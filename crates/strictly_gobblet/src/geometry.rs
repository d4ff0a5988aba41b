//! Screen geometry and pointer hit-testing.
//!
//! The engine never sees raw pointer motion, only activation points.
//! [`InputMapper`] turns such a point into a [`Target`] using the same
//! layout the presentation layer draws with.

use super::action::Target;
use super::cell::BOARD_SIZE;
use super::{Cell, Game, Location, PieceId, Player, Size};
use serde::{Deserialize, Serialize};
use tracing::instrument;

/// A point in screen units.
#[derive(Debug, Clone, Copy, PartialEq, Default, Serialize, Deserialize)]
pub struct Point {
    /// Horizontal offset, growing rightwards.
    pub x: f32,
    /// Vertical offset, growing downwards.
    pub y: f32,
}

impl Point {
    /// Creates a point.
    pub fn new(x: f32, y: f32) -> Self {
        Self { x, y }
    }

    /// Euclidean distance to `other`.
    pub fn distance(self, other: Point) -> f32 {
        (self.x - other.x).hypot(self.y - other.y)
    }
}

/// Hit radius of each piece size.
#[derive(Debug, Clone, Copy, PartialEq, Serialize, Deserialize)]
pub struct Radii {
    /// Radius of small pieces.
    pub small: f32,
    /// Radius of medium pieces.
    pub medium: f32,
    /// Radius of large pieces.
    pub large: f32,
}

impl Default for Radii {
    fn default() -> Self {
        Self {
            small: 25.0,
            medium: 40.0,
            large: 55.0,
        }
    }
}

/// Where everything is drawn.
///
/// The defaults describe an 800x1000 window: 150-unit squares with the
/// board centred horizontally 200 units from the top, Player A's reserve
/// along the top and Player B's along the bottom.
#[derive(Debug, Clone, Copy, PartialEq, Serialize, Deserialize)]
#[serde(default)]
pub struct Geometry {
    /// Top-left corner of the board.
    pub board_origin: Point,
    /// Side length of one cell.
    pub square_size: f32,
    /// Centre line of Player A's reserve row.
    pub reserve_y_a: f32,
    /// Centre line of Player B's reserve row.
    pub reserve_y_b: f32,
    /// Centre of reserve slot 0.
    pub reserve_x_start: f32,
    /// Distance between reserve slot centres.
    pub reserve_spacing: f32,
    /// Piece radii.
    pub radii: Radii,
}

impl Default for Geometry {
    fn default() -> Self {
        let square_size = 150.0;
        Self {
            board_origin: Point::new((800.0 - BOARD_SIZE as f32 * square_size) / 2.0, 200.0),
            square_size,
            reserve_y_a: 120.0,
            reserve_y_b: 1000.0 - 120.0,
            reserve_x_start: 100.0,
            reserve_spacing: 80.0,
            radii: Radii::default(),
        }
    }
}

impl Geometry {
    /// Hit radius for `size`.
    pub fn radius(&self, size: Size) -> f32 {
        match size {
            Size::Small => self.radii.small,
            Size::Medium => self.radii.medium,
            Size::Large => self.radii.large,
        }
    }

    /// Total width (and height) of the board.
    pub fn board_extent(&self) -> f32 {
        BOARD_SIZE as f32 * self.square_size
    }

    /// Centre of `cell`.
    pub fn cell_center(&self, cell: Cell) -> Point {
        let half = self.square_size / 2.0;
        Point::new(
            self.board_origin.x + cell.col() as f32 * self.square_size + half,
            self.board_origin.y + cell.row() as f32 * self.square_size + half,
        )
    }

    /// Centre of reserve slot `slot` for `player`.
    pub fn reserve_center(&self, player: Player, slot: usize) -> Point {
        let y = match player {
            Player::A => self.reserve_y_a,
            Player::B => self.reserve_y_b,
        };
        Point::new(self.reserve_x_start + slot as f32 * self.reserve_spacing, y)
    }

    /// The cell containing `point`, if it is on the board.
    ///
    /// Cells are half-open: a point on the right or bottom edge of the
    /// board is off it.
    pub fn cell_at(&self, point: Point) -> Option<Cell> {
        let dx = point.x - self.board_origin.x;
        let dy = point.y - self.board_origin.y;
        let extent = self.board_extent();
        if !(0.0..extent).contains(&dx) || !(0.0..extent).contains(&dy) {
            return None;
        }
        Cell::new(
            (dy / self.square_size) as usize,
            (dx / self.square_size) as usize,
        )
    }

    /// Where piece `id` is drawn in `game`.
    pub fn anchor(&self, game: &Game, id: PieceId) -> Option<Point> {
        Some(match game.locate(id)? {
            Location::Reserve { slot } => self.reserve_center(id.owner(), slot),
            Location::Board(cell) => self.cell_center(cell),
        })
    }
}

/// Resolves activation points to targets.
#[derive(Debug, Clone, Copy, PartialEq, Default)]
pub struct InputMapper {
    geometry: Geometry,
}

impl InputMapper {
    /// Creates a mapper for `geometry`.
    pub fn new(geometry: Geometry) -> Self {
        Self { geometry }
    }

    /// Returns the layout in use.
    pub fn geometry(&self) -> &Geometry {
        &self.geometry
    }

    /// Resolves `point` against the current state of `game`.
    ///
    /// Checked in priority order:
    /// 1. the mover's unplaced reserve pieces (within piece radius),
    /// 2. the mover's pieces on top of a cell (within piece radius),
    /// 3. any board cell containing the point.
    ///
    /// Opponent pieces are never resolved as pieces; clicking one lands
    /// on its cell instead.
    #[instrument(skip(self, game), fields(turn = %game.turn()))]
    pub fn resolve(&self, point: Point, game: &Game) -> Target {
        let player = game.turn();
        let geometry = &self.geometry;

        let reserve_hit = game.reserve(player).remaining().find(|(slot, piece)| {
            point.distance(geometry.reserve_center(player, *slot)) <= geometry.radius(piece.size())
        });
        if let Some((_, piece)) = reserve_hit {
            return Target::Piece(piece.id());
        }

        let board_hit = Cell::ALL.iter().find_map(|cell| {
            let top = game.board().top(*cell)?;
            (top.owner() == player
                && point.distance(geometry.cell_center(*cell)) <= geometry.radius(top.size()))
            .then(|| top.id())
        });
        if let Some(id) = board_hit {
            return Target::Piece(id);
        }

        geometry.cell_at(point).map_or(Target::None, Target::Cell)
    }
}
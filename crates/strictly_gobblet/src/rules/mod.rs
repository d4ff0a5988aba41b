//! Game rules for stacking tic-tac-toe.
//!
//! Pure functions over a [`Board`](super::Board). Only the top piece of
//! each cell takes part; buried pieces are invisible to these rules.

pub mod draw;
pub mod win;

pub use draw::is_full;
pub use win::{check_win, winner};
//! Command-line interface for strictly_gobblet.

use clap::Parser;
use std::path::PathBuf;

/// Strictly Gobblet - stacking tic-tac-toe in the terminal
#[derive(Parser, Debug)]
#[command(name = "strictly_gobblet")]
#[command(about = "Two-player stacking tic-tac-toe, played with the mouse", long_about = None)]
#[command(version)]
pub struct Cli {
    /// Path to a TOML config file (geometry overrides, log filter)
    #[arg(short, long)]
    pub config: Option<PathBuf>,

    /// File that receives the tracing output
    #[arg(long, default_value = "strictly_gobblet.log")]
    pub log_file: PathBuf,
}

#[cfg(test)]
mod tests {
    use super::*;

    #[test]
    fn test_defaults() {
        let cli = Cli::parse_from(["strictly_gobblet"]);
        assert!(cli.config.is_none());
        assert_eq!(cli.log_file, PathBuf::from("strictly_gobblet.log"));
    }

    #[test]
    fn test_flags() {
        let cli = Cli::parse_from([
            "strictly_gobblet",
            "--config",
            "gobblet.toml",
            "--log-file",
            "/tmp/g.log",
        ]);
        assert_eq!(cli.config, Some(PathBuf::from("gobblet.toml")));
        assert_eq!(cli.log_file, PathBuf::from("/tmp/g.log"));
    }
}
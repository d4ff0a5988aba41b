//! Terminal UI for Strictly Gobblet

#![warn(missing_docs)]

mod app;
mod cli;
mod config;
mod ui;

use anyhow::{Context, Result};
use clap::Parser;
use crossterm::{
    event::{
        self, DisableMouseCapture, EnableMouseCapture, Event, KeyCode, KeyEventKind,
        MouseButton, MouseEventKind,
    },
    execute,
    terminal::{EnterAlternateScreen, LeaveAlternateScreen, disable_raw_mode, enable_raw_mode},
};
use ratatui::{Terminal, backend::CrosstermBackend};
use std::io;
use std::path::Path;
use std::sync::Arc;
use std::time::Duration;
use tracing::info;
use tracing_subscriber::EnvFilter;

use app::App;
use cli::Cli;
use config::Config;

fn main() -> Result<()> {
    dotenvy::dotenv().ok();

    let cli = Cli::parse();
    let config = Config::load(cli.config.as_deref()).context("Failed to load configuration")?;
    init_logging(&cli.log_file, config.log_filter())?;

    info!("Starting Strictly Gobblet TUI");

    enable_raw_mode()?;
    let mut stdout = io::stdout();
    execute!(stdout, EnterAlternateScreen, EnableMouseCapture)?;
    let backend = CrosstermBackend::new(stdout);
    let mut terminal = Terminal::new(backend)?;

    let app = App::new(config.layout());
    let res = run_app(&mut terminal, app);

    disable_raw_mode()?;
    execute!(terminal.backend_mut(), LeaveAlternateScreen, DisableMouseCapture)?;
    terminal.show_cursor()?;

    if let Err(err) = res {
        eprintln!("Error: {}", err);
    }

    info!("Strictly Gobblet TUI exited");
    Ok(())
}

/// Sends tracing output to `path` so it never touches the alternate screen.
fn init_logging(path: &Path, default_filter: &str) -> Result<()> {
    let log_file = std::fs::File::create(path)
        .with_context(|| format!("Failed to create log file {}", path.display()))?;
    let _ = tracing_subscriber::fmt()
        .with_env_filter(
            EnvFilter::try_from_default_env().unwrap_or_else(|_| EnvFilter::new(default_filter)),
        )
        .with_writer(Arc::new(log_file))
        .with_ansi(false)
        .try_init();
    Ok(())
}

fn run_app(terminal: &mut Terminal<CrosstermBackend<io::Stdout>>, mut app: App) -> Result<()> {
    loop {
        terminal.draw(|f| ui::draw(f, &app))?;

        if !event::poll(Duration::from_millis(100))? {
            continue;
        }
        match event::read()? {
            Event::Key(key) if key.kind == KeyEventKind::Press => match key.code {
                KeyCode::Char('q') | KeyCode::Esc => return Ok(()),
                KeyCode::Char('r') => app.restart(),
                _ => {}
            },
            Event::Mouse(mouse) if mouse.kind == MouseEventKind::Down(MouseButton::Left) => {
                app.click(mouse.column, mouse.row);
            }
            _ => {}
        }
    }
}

...

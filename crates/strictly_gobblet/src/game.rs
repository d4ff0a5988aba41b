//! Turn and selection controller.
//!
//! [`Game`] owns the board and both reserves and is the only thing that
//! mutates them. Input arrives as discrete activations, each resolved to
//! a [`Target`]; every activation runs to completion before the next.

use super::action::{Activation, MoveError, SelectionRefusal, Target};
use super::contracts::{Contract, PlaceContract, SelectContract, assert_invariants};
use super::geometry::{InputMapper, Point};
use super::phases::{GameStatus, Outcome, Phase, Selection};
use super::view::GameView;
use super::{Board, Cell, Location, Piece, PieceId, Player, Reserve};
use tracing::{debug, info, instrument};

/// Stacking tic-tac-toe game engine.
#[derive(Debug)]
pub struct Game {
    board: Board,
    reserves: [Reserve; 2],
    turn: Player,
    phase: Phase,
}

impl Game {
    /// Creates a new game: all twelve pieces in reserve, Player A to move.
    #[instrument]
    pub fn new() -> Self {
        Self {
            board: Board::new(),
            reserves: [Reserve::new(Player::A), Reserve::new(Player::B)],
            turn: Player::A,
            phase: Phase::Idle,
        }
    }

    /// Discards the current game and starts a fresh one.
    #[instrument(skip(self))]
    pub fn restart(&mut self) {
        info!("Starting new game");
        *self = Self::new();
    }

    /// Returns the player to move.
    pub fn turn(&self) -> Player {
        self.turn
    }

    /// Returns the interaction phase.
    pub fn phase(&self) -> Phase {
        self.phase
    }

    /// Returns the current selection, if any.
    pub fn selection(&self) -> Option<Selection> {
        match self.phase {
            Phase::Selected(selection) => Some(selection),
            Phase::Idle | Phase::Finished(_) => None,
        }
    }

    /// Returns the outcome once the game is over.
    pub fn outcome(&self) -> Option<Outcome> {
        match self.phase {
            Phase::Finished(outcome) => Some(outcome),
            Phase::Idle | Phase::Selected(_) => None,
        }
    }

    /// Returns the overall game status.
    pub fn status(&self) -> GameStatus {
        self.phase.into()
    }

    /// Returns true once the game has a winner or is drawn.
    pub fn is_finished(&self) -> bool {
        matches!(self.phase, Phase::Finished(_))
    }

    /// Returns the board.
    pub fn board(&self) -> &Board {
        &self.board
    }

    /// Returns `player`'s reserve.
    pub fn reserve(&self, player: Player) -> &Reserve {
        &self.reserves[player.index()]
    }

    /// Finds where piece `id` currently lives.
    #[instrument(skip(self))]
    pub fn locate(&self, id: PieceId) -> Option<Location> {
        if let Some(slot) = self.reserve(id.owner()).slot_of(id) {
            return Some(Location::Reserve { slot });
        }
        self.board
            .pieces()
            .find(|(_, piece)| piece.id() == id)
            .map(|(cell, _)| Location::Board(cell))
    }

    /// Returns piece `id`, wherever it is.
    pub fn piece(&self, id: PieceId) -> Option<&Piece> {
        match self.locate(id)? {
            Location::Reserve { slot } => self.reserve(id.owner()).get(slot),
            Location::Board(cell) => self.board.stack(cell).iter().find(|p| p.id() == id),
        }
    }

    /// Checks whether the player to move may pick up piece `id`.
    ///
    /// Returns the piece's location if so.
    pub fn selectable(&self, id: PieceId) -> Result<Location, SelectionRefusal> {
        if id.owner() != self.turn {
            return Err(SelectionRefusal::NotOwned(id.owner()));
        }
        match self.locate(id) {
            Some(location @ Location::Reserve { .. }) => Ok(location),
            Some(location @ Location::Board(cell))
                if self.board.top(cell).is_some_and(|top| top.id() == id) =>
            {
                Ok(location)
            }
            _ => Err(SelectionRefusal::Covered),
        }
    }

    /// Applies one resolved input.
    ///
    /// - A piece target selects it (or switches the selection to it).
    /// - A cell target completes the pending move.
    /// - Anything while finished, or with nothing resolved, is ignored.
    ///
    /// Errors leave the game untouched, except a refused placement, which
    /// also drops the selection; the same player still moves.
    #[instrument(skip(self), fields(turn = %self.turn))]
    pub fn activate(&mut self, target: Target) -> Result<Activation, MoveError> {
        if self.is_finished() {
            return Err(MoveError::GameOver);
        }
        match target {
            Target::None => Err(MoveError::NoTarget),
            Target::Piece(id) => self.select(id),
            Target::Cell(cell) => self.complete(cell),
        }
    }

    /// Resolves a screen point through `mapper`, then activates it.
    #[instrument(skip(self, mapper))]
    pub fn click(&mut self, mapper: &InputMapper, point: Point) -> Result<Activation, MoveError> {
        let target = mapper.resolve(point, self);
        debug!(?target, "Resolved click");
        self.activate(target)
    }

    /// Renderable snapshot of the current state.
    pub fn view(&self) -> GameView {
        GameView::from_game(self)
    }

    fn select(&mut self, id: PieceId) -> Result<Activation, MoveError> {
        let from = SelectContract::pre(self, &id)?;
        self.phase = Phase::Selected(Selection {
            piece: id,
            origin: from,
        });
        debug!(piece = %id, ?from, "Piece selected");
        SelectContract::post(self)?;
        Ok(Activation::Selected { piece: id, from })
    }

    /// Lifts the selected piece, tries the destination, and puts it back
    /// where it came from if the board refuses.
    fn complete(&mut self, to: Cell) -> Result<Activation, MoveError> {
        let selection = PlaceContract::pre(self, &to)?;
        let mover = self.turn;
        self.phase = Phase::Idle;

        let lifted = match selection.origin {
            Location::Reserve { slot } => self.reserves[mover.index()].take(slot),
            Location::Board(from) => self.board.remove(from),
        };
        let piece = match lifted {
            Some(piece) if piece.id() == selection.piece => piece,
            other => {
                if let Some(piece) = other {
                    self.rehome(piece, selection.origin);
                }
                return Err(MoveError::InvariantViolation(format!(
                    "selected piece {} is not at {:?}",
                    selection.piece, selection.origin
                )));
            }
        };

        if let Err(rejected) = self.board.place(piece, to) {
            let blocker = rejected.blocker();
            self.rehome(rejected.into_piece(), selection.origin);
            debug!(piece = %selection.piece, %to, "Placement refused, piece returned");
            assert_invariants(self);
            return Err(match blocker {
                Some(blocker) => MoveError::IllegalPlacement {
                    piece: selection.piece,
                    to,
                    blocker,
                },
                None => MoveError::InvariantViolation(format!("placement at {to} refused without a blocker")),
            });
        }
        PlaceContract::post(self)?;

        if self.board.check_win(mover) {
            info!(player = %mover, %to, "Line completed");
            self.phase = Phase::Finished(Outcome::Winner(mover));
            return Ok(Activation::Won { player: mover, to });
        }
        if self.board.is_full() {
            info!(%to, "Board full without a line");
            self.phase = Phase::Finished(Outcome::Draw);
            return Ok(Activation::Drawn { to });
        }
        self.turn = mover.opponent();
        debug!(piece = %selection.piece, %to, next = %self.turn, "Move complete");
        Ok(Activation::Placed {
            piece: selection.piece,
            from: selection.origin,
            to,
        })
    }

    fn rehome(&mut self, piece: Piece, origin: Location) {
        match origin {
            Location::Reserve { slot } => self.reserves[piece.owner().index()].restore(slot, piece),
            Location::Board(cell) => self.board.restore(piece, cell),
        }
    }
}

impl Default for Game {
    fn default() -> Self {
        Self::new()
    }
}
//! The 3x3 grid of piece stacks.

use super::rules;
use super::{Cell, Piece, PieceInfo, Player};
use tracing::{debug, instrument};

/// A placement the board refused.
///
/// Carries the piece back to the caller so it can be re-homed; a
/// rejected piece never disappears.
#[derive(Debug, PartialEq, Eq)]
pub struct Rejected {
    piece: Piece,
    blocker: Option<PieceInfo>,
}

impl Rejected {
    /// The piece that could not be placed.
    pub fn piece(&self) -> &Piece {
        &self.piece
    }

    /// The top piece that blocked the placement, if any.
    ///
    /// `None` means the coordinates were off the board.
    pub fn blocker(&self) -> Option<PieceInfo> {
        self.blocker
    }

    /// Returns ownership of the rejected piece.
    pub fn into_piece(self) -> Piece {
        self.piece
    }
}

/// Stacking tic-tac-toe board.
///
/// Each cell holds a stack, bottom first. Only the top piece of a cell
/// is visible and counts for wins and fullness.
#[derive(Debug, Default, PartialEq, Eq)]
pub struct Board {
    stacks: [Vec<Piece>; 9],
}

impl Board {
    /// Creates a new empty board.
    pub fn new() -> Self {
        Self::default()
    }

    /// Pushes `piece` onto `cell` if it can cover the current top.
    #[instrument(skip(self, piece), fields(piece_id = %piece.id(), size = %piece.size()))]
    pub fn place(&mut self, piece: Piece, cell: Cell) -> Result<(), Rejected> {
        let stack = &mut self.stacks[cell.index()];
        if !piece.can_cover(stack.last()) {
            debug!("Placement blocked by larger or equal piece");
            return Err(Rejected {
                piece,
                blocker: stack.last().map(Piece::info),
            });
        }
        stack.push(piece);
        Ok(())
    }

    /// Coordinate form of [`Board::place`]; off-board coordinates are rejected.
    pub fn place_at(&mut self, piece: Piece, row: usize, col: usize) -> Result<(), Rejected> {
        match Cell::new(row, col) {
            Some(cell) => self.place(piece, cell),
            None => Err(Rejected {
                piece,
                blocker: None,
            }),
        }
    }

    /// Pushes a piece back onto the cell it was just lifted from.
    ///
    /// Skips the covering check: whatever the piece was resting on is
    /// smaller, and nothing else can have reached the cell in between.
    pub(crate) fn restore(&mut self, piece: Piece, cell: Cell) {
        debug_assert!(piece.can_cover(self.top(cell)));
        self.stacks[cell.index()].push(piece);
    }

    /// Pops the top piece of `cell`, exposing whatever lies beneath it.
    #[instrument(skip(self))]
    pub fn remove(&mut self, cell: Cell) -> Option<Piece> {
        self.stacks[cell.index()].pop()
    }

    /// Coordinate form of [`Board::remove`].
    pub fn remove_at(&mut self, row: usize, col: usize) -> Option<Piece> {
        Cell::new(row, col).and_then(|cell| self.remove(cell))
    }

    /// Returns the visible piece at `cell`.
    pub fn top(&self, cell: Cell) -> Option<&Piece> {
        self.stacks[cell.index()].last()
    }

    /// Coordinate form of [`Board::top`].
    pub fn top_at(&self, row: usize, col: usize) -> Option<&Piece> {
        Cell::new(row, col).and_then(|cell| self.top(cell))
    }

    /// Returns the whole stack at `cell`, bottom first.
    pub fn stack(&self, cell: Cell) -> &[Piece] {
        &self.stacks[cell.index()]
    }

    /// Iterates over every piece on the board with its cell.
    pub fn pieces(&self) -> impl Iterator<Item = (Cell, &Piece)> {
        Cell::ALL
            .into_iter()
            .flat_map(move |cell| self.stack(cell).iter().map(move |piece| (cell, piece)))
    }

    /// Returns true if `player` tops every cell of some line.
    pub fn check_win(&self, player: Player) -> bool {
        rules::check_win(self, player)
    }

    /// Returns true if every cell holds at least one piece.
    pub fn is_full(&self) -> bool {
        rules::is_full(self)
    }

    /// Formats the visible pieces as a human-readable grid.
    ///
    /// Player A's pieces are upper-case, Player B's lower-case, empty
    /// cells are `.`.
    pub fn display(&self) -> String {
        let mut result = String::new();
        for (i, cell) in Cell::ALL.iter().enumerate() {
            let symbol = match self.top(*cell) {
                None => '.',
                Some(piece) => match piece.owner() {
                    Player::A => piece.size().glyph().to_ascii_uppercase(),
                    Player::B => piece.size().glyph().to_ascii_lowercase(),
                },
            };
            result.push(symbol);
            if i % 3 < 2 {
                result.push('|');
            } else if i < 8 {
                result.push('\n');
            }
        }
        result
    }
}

WORK ITEM:
Find every line above where the word "blocked" occurs, and copy that line.

PROBLEM SOLUTION:
    /// The top piece that blocked the placement, if any.
            debug!("Placement blocked by larger or equal piece");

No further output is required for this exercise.